My late mother’s family, on the other hand, has modest dreams and happier lives. Her family has remained in Texas for seven generations, since my ancestors got the hell out of Germany in the 1860s. For proof, go to the Jewish cemetery in Gonzales, on Water Street, where you’ll see gravestones of people born as far back as the 1840s. I’m related to almost all of them.

As I’ve gotten older, my Texas identification moved beyond rebellion to become an intense, if physically distant, sense of who I am. That sense always existed in me, and friends and relatives always tried to stoke the flame of affection. Bill Austin, the late owner of the Upper Valley Progress in Mission, where I had been a teenage reporter, regularly sent me packages of clips from the McAllen Monitor, usually detailing political corruption in the Valley and the many dangers of Mexico. My mother sent me charming gifts such as a heavy brass armadillo, a crocheted armadillo, and a t-shirt with armadillos saying, “Homesick for Texas, send chili soon!” (Come to think of it, my mother had an intense affection for all things armadillo). So in terms of remaining attached to my roots, I am very much my mother’s son, perhaps more than when she was alive.

As the decades passed, I made peace with my father. We’ve lived within 50 miles of each other for almost 30 years.
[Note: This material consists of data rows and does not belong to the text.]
//! Lexical chunk ranking.
//!
//! Pages are split into fixed-size chunks, each chunk is scored by
//! term-frequency cosine similarity against the query, and the top chunks
//! become the excerpts for that sub-query.

use crate::rank::ContextRanker;
use crate::scrape::ScrapedPage;
use crate::types::Result;
use async_trait::async_trait;
use std::cmp::Ordering;
use std::collections::HashMap;
use text_splitter::{ChunkConfig, TextSplitter};

/// Chunk size in characters. Pages are scored chunk-by-chunk so one long
/// irrelevant page cannot drown out a short relevant one.
const CHUNK_CHARS: usize = 1_000;

/// Tokens shorter than this carry no signal and are skipped.
const MIN_TERM_LEN: usize = 3;

pub struct LexicalRanker {
    splitter: TextSplitter<text_splitter::Characters>,
}

impl LexicalRanker {
    pub fn new() -> Self {
        Self {
            splitter: TextSplitter::new(ChunkConfig::new(CHUNK_CHARS)),
        }
    }
}

impl Default for LexicalRanker {
    fn default() -> Self {
        Self::new()
    }
}

#[async_trait]
impl ContextRanker for LexicalRanker {
    async fn rank(
        &self,
        query: &str,
        pages: &[ScrapedPage],
        max_results: usize,
    ) -> Result<Vec<String>> {
        let query_terms = term_frequencies(query);
        if query_terms.is_empty() {
            return Ok(Vec::new());
        }

        let mut scored: Vec<(f32, String)> = Vec::new();
        for page in pages {
            for chunk in self.splitter.chunks(&page.content) {
                let score = cosine(&query_terms, &term_frequencies(chunk));
                if score > 0.0 {
                    scored.push((score, chunk.to_string()));
                }
            }
        }

        scored.sort_by(|a, b| b.0.partial_cmp(&a.0).unwrap_or(Ordering::Equal));
        scored.truncate(max_results);

        Ok(scored.into_iter().map(|(_, chunk)| chunk).collect())
    }

    fn name(&self) -> &'static str {
        "lexical"
    }
}

fn term_frequencies(text: &str) -> HashMap<String, f32> {
    let mut frequencies = HashMap::new();
    for term in text
        .split(|c: char| !c.is_alphanumeric())
        .filter(|term| term.len() >= MIN_TERM_LEN)
    {
        *frequencies.entry(term.to_lowercase()).or_insert(0.0) += 1.0;
    }
    frequencies
}

fn cosine(a: &HashMap<String, f32>, b: &HashMap<String, f32>) -> f32 {
    let dot: f32 = a
        .iter()
        .filter_map(|(term, weight)| b.get(term).map(|other| weight * other))
        .sum();
    if dot == 0.0 {
        return 0.0;
    }

    let norm = |m: &HashMap<String, f32>| m.values().map(|w| w * w).sum::<f32>().sqrt();
    dot / (norm(a) * norm(b))
}

#[cfg(test)]
mod tests {
    use super::*;

    fn page(url: &str, content: &str) -> ScrapedPage {
        ScrapedPage {
            url: url.to_string(),
            title: String::new(),
            content: content.to_string(),
        }
    }

    #[tokio::test]
    async fn test_rank_prefers_relevant_content() {
        let ranker = LexicalRanker::new();
        let pages = vec![
            page("https://a.example", "Cooking pasta requires salted boiling water."),
            page(
                "https://b.example",
                "Rising interest rates increase mortgage costs and cool housing demand.",
            ),
        ];

        let excerpts = ranker
            .rank("impact of interest rates on housing", &pages, 1)
            .await
            .unwrap();
        assert_eq!(excerpts.len(), 1);
        assert!(excerpts[0].contains("mortgage costs"));
    }

    #[tokio::test]
    async fn test_rank_empty_pages_yields_empty() {
        let ranker = LexicalRanker::new();
        let excerpts = ranker.rank("anything", &[], 4).await.unwrap();
        assert!(excerpts.is_empty());
    }

    #[tokio::test]
    async fn test_rank_bounded_by_max_results() {
        let ranker = LexicalRanker::new();
        let pages: Vec<ScrapedPage> = (0..10)
            .map(|i| {
                page(
                    &format!("https://site-{}.example", i),
                    &format!("housing market report number {}", i),
                )
            })
            .collect();

        let excerpts = ranker.rank("housing market", &pages, 4).await.unwrap();
        assert_eq!(excerpts.len(), 4);
    }

    #[test]
    fn test_cosine_orthogonal_terms() {
        let a = term_frequencies("alpha beta");
        let b = term_frequencies("gamma delta");
        assert_eq!(cosine(&a, &b), 0.0);
    }

    #[test]
    fn test_term_frequencies_skips_short_terms() {
        let terms = term_frequencies("of on it housing");
        assert!(terms.contains_key("housing"));
        assert!(!terms.contains_key("of"));
    }
}
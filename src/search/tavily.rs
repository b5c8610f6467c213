//! Tavily search API client.

use crate::search::{SearchHit, SearchRetriever};
use crate::types::{AppError, Result};
use async_trait::async_trait;
use serde::Deserialize;
use serde_json::json;

const TAVILY_API_BASE: &str = "https://api.tavily.com";

/// Search retriever backed by the Tavily API.
pub struct TavilyRetriever {
    client: reqwest::Client,
    api_key: String,
    base_url: String,
}

#[derive(Debug, Deserialize)]
struct TavilyResponse {
    #[serde(default)]
    results: Vec<TavilyResult>,
}

#[derive(Debug, Deserialize)]
struct TavilyResult {
    url: String,
    #[serde(default)]
    title: String,
    #[serde(default)]
    content: String,
}

impl TavilyRetriever {
    pub fn new(api_key: String) -> Self {
        Self::with_base_url(api_key, TAVILY_API_BASE.to_string())
    }

    /// Point the client at a different endpoint. Used by tests.
    pub fn with_base_url(api_key: String, base_url: String) -> Self {
        Self {
            client: reqwest::Client::new(),
            api_key,
            base_url,
        }
    }
}

#[async_trait]
impl SearchRetriever for TavilyRetriever {
    async fn search(&self, query: &str, max_results: usize) -> Result<Vec<SearchHit>> {
        let body = json!({
            "api_key": self.api_key,
            "query": query,
            "max_results": max_results,
        });

        let response = self
            .client
            .post(format!("{}/search", self.base_url))
            .json(&body)
            .send()
            .await
            .map_err(|e| AppError::Retriever(format!("Tavily request failed: {}", e)))?;

        if !response.status().is_success() {
            return Err(AppError::Retriever(format!(
                "Tavily returned {}",
                response.status()
            )));
        }

        let parsed: TavilyResponse = response
            .json()
            .await
            .map_err(|e| AppError::Retriever(format!("Tavily response malformed: {}", e)))?;

        Ok(parsed
            .results
            .into_iter()
            .take(max_results)
            .map(|r| SearchHit {
                href: r.url,
                title: r.title,
                snippet: r.content,
            })
            .collect())
    }

    fn name(&self) -> &'static str {
        "tavily"
    }
}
We talk and get together with my son so he can know his grandfather. I’m more outspoken when my father crosses me. We don’t talk about the past.

Being from Texas is a point of pride, an outsider’s badge in an area where practically nobody comes from the South. To identify myself as a Texan means to say, “I look at the world a little different from you. I’m not exactly like you, and I’m glad of that.” People take note of Texans while folks from, say, Ohio and Virginia are politely acknowledged, if that. Everybody’s got a Texas story, friends who moved there, a comment on the President, and saying I’m from Texas makes me the lightning rod for whatever opinions they care to spout.

Not that I’m a mindless booster or Texas-right-or-wrong type. After all, I live up here, not down there, and I’m not looking to relocate. The closest I ever came to that was when I tried to find a job in Austin in the late 1980s after I got married and my bride and I wanted to escape New York. I doubt I could ever emulate Larry McMurtry, who returned with riches and fame to open a bookstore in Archer City. Go back to Mission? No way, Jose!

Instead, I’ll build a virtual Texas through contacts with relatives and occasional visits. I’ll write essays like this that mine a deep vein of memory and conflicted emotion. I’ll cruise the websites of the McAllen Monitor, major papers, and the Texas Observer to keep up with the state’s kookiness. Of course, if I ever become McMurtry-like rich and famous, I might consider a Victorian mansion in Gonzales, the kind that looked so huge and splendid when I was a kid growing up in Texas.